Il faudra attendre le mois de juillet 1981 pour que la situation se précise. Maurice Ulrich, président d'Antenne 2, est le premier à remettre son mandat. Il rejoint son corps d'origine, au quai d'Orsay. Puis Jean-Louis Guillaud et Claude Contamine quittent TF1 et FR3. Le Conseil des ministres du 23 juillet nomme alors présidents de TF1, A2 et FR3 respectivement Jacques Boutet, Pierre Desgraupes et Guy Thomas. Le premier avait été président de la commission de contrôle durant la campagne électorale, le second est un professionnel du petit écran et un pionnier de la TV française (dont Cinq colonnes à la une avec P. Lazareff, puis directeur de l'information sous Chaban-Delmas en 1969), le troisième est un journaliste connu pour ses rubriques sociales à Europe 1.
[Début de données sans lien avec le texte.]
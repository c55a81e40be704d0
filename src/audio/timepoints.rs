//! Re-bases per-chunk timepoints into the coordinate space of the full job:
//! mark names encode rune offsets within the chunk and must be shifted by
//! the chunk's starting rune offset, while timestamps must be shifted by
//! the cumulative duration of every chunk synthesized before it.

use super::Timepoint;

/// Shift every timepoint's mark name by `char_offset` runes and its
/// timestamp by `time_offset` seconds.
///
/// A mark name must be exactly `"idx:start:end"` with all three parts
/// parsing as integers; any entry that doesn't match is dropped rather than
/// causing the whole chunk to fail, since a synthesizer emitting an
/// unexpected mark shape shouldn't take down the rest of the timeline.
pub fn adjust(timepoints: &[Timepoint], char_offset: usize, time_offset: f64) -> Vec<Timepoint> {
    timepoints
        .iter()
        .filter_map(|tp| {
            let parts: Vec<&str> = tp.mark_name.split(':').collect();
            if parts.len() != 3 {
                return None;
            }

            let idx: i64 = parts[0].parse().ok()?;
            let start: i64 = parts[1].parse().ok()?;
            let end: i64 = parts[2].parse().ok()?;

            Some(Timepoint {
                mark_name: format!(
                    "{}:{}:{}",
                    idx,
                    start + char_offset as i64,
                    end + char_offset as i64
                ),
                time_seconds: tp.time_seconds + time_offset,
            })
        })
        .collect()
}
Questions que chacun se pose : que vont devenir les chaînes et leurs programmes ? Qui va rester ? Qui va partir ? Là encore, il faut attendre, car chaque président met ses vacances à profit pour réfléchir et choisir. C'est ainsi qu'en septembre on apprend qu'André Harris (naguère producteur des magazines Caméra 3 et Zoom avec Alain de Sédouy) devient directeur des programmes de TF1 ; que Joseph Pasteur occupe ce poste sur A2 et que Serge Moati, réalisateur de la cérémonie au Panthéon le jour de l'investiture du président de la République, est nommé à FR3.

Sanctions

On attend des bouleversements spectaculaires, mais c'est ignorer que les programmes de TV ne se construisent pas du jour au lendemain, certaines émissions étant prévues, conçues, fabriquées et programmées plusieurs mois voire un an auparavant. Tout au plus, déplace-t-on ou s'échange-t-on quelques têtes connues : Michel Drucker quitte TF1 et signe pour une émission de variétés le samedi soir sur A2 : Champs-Élysées n'offre guère de surprise. Symbole d'une télévision abrutissante pour toute une élite intellectuelle, Guy Lux doit abandonner son Palmarès à la mi-décembre. Ce bateleur professionnel laisse un vide : on annonce son retour sur TF1 au mois d'avril. Jacques Chancel est prié de revoir la formule de son Grand échiquier et Armand Jammot se résigne à ne plus produire ses Dossiers de l'écran qu'une fois par mois. Ève Ruggieri quitte la ruelle du show-business qu'elle animait sur TF1 pour ouvrir un salon de musique sur A2.

Enfin la sanction la plus lourde touche Danièle Gilbert. En octobre, elle fait ses adieux à la télévision, les larmes aux yeux. On sait qu'elle laisse la place à Anne Sinclair, qui doit présenter dès janvier l'actualité culturelle en journaliste. Son émission Les visiteurs du jour ne convainc nullement, par son ton parisien, le public de la mi-journée, essentiellement provincial. Patrick Sabatier la remplacera dès la rentrée prochaine.

Scandale

Ce n'est pas le seul incident de parcours que rencontre la télé du changement, pourtant prudente dans son train de marche. En rappelant Michel Polac, producteur de l'émission littéraire Post-Scriptum, naguère écarté du petit écran pour le ton trop libre de ses émissions, André Harris ne peut se douter de l'incident qui survient en janvier 82 lors d'une édition de Droit de réponse consacrée à la disparition de l'hebdomadaire satirique Charlie Hebdo. À 20 h 30, ce samedi-là, les téléspectateurs assistent à un échange de propos particulièrement vifs accompagnés d'insultes provenant de débatteurs ivres. L'émission fait scandale, la polémique se répand mais André Harris maintient l'émission qui retrouve le rythme de croisière du genre.

On s'interroge également sur l'opportunité du changement de programme les samedis après-midi sur TF1. Alain de Sédouy abandonne l'auditoire classique de cette tranche (beaucoup de jeunes téléspectateurs friands des aventures de Maya l'abeille ou des héros de grandes séries populaires), pour tenter une ouverture vers le public adolescent. Rock, cinéma (avec Frédéric Mitterrand), magazine auto-moto... L'émission s'appelle Pour changer, mais elle a pour effet premier de contrarier bon nombre de parents et d'enfants, sans faire, pour autant, le plein de sa nouvelle clientèle.